## Exercise instructions
Extract all of the entries and set them down verbatim.

★ ★ ★

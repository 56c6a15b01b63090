use crate::catalog::ClassCatalog;
use crate::error::TypeError;
use crate::types::{ScalarKind, Type};

use super::lexer::{Lexer, Token};

/// Parse a type expression against a class catalog.
///
/// `params` is the template-parameter list of the enclosing class, if any;
/// a bare name matching one of them parses to `Type::Template`.
pub fn parse_type(
    input: &str,
    catalog: &dyn ClassCatalog,
    params: &[String],
) -> Result<Type, TypeError> {
    let mut parser = Parser {
        input,
        lexer: Lexer::new(input),
        catalog,
        params,
    };
    let ty = parser.union()?;
    let trailing = parser.lexer.next_token();
    if trailing.token != Token::Eof {
        return Err(parser.unexpected(&trailing.token, "end of input"));
    }
    Ok(ty)
}

struct Parser<'a> {
    input: &'a str,
    lexer: Lexer<'a>,
    catalog: &'a dyn ClassCatalog,
    params: &'a [String],
}

impl<'a> Parser<'a> {
    fn malformed(&self, message: impl Into<String>) -> TypeError {
        TypeError::Malformed {
            input: self.input.to_string(),
            message: message.into(),
        }
    }

    fn unexpected(&self, found: &Token, expected: &str) -> TypeError {
        self.malformed(format!("expected {}, found {:?}", expected, found))
    }

    /// union := item ('|' item)*
    fn union(&mut self) -> Result<Type, TypeError> {
        let mut members = vec![self.item()?];
        while self.lexer.peek_token().token == Token::Pipe {
            self.lexer.next_token();
            members.push(self.item()?);
        }
        Ok(fold_union(members))
    }

    /// item := '?'? name generic?
    fn item(&mut self) -> Result<Type, TypeError> {
        let nullable = if self.lexer.peek_token().token == Token::Question {
            self.lexer.next_token();
            true
        } else {
            false
        };

        let tok = self.lexer.next_token();
        let name = match tok.token {
            Token::Name(n) => n,
            other => return Err(self.unexpected(&other, "a type name")),
        };

        let args = if self.lexer.peek_token().token == Token::Lt {
            self.generic_args()?
        } else {
            Vec::new()
        };

        let ty = self.resolve(&name, args)?;
        Ok(if nullable { Type::nullable(ty) } else { ty })
    }

    /// generic := '<' union (',' union)* '>'
    fn generic_args(&mut self) -> Result<Vec<Type>, TypeError> {
        self.lexer.next_token(); // consume '<'
        let mut args = vec![self.union()?];
        loop {
            let tok = self.lexer.next_token();
            match tok.token {
                Token::Comma => args.push(self.union()?),
                Token::Gt => return Ok(args),
                Token::Eof => return Err(self.malformed("unbalanced '<': missing '>'")),
                other => return Err(self.unexpected(&other, "',' or '>'")),
            }
        }
    }

    fn resolve(&mut self, name: &str, args: Vec<Type>) -> Result<Type, TypeError> {
        let scalar = match name {
            "null" => Some(ScalarKind::Null),
            "bool" => Some(ScalarKind::Bool),
            "int" => Some(ScalarKind::Int),
            "float" => Some(ScalarKind::Float),
            "string" => Some(ScalarKind::Str),
            _ => None,
        };
        if let Some(kind) = scalar {
            self.expect_arity(name, 0, args.len())?;
            return Ok(Type::Scalar(kind));
        }

        match name {
            "list" => {
                self.expect_arity(name, 1, args.len())?;
                let mut args = args;
                Ok(Type::list(args.remove(0)))
            }
            "dict" => {
                self.expect_arity(name, 2, args.len())?;
                let mut args = args;
                let key = args.remove(0);
                Ok(Type::dict(key, args.remove(0)))
            }
            // A single-argument collection generic defaults its key to int.
            "array" => match args.len() {
                1 => {
                    let mut args = args;
                    Ok(Type::list(args.remove(0)))
                }
                2 => {
                    let mut args = args;
                    let key = args.remove(0);
                    Ok(Type::dict(key, args.remove(0)))
                }
                n => Err(TypeError::GenericArity {
                    identity: name.to_string(),
                    expected: 2,
                    found: n,
                }),
            },
            "union" => {
                if args.len() < 2 {
                    return Err(TypeError::GenericArity {
                        identity: name.to_string(),
                        expected: 2,
                        found: args.len(),
                    });
                }
                Ok(fold_union(args))
            }
            _ => {
                if self.params.iter().any(|p| p == name) {
                    self.expect_arity(name, 0, args.len())?;
                    return Ok(Type::Template(name.to_string()));
                }
                if let Some(def) = self.catalog.enumeration(name) {
                    self.expect_arity(name, 0, args.len())?;
                    return Ok(Type::Enum {
                        identity: def.name.clone(),
                        backing: def.backing,
                    });
                }
                if let Some(def) = self.catalog.class(name) {
                    self.expect_arity(name, def.params.len(), args.len())?;
                    return Ok(Type::Object {
                        identity: def.name.clone(),
                        args,
                    });
                }
                Err(TypeError::Unknown(name.to_string()))
            }
        }
    }

    fn expect_arity(&self, identity: &str, expected: usize, found: usize) -> Result<(), TypeError> {
        if expected == found {
            Ok(())
        } else {
            Err(TypeError::GenericArity {
                identity: identity.to_string(),
                expected,
                found,
            })
        }
    }
}

/// Flatten nested unions, drop duplicates, and degenerate singletons.
fn fold_union(members: Vec<Type>) -> Type {
    let mut flat: Vec<Type> = Vec::with_capacity(members.len());
    for m in members {
        match m {
            Type::Union(inner) => {
                for t in inner {
                    if !flat.contains(&t) {
                        flat.push(t);
                    }
                }
            }
            other => {
                if !flat.contains(&other) {
                    flat.push(other);
                }
            }
        }
    }
    if flat.len() == 1 {
        flat.swap_remove(0)
    } else {
        Type::Union(flat)
    }
}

★ ★ ★

## Task answer
repository 56c6a15b01b63090
use crate::catalog::ClassCatalog;
use crate::error::TypeError;
use crate::types::{ScalarKind, Type};

use super::lexer::{Lexer, Token};

/// Parse a type expression against a class catalog.
///
/// `params` is the template-parameter list of the enclosing class, if any;
/// a bare name matching one of them parses to `Type::Template`.
pub fn parse_type(
    input: &str,
    catalog: &dyn ClassCatalog,
    params: &[String],
) -> Result<Type, TypeError> {
    let mut parser = Parser {
        input,
        lexer: Lexer::new(input),
        catalog,
        params,
    };
    let ty = parser.union()?;
    let trailing = parser.lexer.next_token();
    if trailing.token != Token::Eof {
        return Err(parser.unexpected(&trailing.token, "end of input"));
    }
    Ok(ty)
}

struct Parser<'a> {
    input: &'a str,
    lexer: Lexer<'a>,
    catalog: &'a dyn ClassCatalog,
    params: &'a [String],
}

impl<'a> Parser<'a> {
    fn malformed(&self, message: impl Into<String>) -> TypeError {
        TypeError::Malformed {
            input: self.input.to_string(),
            message: message.into(),
        }
    }

    fn unexpected(&self, found: &Token, expected: &str) -> TypeError {
        self.malformed(format!("expected {}, found {:?}", expected, found))
    }

    /// union := item ('|' item)*
    fn union(&mut self) -> Result<Type, TypeError> {
        let mut members = vec![self.item()?];
        while self.lexer.peek_token().token == Token::Pipe {
            self.lexer.next_token();
            members.push(self.item()?);
        }
        Ok(fold_union(members))
    }

    /// item := '?'? name generic?
    fn item(&mut self) -> Result<Type, TypeError> {
        let nullable = if self.lexer.peek_token().token == Token::Question {
            self.lexer.next_token();
            true
        } else {
            false
        };

        let tok = self.lexer.next_token();
        let name = match tok.token {
            Token::Name(n) => n,
            other => return Err(self.unexpected(&other, "a type name")),
        };

        let args = if self.lexer.peek_token().token == Token::Lt {
            self.generic_args()?
        } else {
            Vec::new()
        };

        let ty = self.resolve(&name, args)?;
        Ok(if nullable { Type::nullable(ty) } else { ty })
    }

    /// generic := '<' union (',' union)* '>'
    fn generic_args(&mut self) -> Result<Vec<Type>, TypeError> {
        self.lexer.next_token(); // consume '<'
        let mut args = vec![self.union()?];
        loop {
            let tok = self.lexer.next_token();
            match tok.token {
                Token::Comma => args.push(self.union()?),
                Token::Gt => return Ok(args),
                Token::Eof => return Err(self.malformed("unbalanced '<': missing '>'")),
                other => return Err(self.unexpected(&other, "',' or '>'")),
            }
        }
    }

    fn resolve(&mut self, name: &str, args: Vec<Type>) -> Result<Type, TypeError> {
        let scalar = match name {
            "null" => Some(ScalarKind::Null),
            "bool" => Some(ScalarKind::Bool),
            "int" => Some(ScalarKind::Int),
            "float" => Some(ScalarKind::Float),
            "string" => Some(ScalarKind::Str),
            _ => None,
        };
        if let Some(kind) = scalar {
            self.expect_arity(name, 0, args.len())?;
            return Ok(Type::Scalar(kind));
        }

        match name {
            "list" => {
                self.expect_arity(name, 1, args.len())?;
                let mut args = args;
                Ok(Type::list(args.remove(0)))
            }
            "dict" => {
                self.expect_arity(name, 2, args.len())?;
                let mut args = args;
                let key = args.remove(0);
                Ok(Type::dict(key, args.remove(0)))
            }
            // A single-argument collection generic defaults its key to int.
            "array" => match args.len() {
                1 => {
                    let mut args = args;
                    Ok(Type::list(args.remove(0)))
                }
                2 => {
                    let mut args = args;
                    let key = args.remove(0);
                    Ok(Type::dict(key, args.remove(0)))
                }
                n => Err(TypeError::GenericArity {
                    identity: name.to_string(),
                    expected: 2,
                    found: n,
                }),
            },
            "union" => {
                if args.len() < 2 {
                    return Err(TypeError::GenericArity {
                        identity: name.to_string(),
                        expected: 2,
                        found: args.len(),
                    });
                }
                Ok(fold_union(args))
            }
            _ => {
                if self.params.iter().any(|p| p == name) {
                    self.expect_arity(name, 0, args.len())?;
                    return Ok(Type::Template(name.to_string()));
                }
                if let Some(def) = self.catalog.enumeration(name) {
                    self.expect_arity(name, 0, args.len())?;
                    return Ok(Type::Enum {
                        identity: def.name.clone(),
                        backing: def.backing,
                    });
                }
                if let Some(def) = self.catalog.class(name) {
                    self.expect_arity(name, def.params.len(), args.len())?;
                    return Ok(Type::Object {
                        identity: def.name.clone(),
                        args,
                    });
                }
                Err(TypeError::Unknown(name.to_string()))
            }
        }
    }

    fn expect_arity(&self, identity: &str, expected: usize, found: usize) -> Result<(), TypeError> {
        if expected == found {
            Ok(())
        } else {
            Err(TypeError::GenericArity {
                identity: identity.to_string(),
                expected,
                found,
            })
        }
    }
}

/// Flatten nested unions, drop duplicates, and degenerate singletons.
fn fold_union(members: Vec<Type>) -> Type {
    let mut flat: Vec<Type> = Vec::with_capacity(members.len());
    for m in members {
        match m {
            Type::Union(inner) => {
                for t in inner {
                    if !flat.contains(&t) {
                        flat.push(t);
                    }
                }
            }
            other => {
                if !flat.contains(&other) {
                    flat.push(other);
                }
            }
        }
    }
    if flat.len() == 1 {
        flat.swap_remove(0)
    } else {
        Type::Union(flat)
    }
}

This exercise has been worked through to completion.